_WHAT IS NEEDED_: Your answer should hold each line of the material that contains the word "this".

*** Opening PROVIDED INFORMATION ***

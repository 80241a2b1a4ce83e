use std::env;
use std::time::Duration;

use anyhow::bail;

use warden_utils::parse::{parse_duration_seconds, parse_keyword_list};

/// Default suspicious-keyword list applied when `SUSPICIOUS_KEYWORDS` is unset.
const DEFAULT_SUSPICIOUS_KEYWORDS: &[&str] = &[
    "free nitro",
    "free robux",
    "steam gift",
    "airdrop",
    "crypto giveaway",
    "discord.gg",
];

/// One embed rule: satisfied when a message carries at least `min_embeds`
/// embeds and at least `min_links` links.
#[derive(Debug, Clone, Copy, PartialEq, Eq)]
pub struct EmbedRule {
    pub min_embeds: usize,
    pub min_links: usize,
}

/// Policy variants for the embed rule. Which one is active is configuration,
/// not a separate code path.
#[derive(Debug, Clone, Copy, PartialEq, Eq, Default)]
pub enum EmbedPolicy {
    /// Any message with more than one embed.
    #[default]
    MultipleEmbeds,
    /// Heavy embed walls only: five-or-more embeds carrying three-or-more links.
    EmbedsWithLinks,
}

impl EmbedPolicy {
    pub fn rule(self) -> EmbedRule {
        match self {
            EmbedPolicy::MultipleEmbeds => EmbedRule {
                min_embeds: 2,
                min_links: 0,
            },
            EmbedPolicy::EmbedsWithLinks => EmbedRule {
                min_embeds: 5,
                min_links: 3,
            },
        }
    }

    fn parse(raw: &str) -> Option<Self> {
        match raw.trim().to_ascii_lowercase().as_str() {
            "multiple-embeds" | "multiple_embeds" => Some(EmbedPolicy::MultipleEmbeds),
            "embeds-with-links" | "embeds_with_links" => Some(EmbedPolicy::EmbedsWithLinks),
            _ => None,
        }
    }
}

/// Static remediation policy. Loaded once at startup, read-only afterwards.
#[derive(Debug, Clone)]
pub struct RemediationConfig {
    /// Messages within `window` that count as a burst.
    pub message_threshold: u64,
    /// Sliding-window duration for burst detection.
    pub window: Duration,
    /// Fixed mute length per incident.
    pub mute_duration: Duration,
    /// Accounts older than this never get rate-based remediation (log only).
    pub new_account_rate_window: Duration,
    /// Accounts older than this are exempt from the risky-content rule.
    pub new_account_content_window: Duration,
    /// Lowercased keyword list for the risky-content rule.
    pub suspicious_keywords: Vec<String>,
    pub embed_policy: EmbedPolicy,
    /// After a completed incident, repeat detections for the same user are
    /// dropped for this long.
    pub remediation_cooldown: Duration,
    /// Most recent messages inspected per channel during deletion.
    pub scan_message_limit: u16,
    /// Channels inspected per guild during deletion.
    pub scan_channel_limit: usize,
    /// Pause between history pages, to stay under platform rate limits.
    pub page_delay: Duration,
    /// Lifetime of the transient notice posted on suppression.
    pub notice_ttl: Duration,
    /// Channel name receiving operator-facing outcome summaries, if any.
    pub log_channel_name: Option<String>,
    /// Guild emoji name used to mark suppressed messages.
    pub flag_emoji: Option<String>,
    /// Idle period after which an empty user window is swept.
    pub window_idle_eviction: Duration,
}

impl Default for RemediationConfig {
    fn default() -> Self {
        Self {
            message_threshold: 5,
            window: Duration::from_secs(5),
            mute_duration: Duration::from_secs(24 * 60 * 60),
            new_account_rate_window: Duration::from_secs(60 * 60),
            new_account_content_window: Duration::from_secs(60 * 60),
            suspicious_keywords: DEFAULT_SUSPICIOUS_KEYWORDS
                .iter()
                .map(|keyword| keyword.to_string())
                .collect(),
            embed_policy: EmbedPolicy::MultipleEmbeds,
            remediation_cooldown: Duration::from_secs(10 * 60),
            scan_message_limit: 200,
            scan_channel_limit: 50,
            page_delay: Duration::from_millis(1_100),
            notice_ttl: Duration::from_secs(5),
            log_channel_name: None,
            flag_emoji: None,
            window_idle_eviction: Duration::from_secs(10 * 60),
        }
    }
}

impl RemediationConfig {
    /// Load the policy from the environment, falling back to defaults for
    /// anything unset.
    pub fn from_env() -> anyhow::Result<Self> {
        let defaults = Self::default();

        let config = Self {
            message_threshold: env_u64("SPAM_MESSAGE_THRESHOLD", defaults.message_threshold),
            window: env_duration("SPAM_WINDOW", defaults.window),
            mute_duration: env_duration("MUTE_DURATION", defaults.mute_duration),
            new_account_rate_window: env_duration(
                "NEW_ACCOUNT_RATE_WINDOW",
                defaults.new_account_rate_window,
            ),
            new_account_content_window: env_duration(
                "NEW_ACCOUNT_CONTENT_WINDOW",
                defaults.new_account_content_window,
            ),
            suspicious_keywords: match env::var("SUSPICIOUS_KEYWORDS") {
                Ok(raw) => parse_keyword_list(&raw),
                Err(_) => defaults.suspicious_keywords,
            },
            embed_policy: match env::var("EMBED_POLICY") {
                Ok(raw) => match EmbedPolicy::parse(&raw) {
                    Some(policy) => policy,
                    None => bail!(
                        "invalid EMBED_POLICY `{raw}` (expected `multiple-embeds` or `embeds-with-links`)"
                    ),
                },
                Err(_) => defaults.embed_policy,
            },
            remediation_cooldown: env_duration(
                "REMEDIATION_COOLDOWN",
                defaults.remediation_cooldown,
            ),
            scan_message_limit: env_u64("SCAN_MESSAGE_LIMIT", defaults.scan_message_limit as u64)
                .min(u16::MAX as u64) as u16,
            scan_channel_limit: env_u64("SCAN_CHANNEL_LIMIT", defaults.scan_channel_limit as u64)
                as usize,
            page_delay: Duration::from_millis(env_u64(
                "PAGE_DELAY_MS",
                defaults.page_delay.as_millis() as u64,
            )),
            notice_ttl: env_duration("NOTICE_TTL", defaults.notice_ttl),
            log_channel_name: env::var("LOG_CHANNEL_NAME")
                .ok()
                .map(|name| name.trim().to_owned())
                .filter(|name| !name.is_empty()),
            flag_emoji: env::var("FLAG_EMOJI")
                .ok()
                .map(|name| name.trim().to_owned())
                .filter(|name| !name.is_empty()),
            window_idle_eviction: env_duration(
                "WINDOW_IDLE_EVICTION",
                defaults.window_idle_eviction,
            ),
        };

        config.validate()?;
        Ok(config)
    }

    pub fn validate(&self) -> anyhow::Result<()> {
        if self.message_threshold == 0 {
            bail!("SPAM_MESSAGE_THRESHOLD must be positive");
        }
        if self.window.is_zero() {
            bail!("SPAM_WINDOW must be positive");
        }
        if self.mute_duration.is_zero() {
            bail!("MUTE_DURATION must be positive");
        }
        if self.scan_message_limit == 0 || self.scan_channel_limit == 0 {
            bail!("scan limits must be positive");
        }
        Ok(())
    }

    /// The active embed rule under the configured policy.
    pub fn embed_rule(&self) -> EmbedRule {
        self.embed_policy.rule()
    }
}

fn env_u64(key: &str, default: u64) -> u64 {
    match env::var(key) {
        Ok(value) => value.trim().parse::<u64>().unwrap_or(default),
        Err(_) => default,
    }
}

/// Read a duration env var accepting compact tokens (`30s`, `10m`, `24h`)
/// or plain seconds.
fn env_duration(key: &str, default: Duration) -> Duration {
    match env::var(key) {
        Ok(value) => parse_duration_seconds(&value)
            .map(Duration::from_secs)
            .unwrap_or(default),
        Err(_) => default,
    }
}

*** Closing PROVIDED INFORMATION ***
*** Opening PROVIDED INFORMATION ***

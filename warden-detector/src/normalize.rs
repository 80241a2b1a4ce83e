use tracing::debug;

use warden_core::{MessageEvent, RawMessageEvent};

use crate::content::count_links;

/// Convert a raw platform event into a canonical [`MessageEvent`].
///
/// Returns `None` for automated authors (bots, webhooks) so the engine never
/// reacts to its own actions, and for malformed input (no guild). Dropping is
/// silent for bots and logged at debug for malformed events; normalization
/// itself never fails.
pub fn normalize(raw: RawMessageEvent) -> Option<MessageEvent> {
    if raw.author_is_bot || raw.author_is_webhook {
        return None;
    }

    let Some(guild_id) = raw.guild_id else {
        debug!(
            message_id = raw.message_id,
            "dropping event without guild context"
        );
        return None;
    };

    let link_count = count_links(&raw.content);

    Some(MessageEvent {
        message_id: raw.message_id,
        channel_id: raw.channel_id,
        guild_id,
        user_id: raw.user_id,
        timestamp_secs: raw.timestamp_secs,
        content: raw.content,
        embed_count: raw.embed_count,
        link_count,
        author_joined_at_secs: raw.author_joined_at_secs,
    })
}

*** Closing PROVIDED INFORMATION ***

_FINAL ANSWER_:
    /// Accounts older than this never get rate-based remediation (log only).
    /// Accounts older than this are exempt from the risky-content rule.
    /// dropped for this long.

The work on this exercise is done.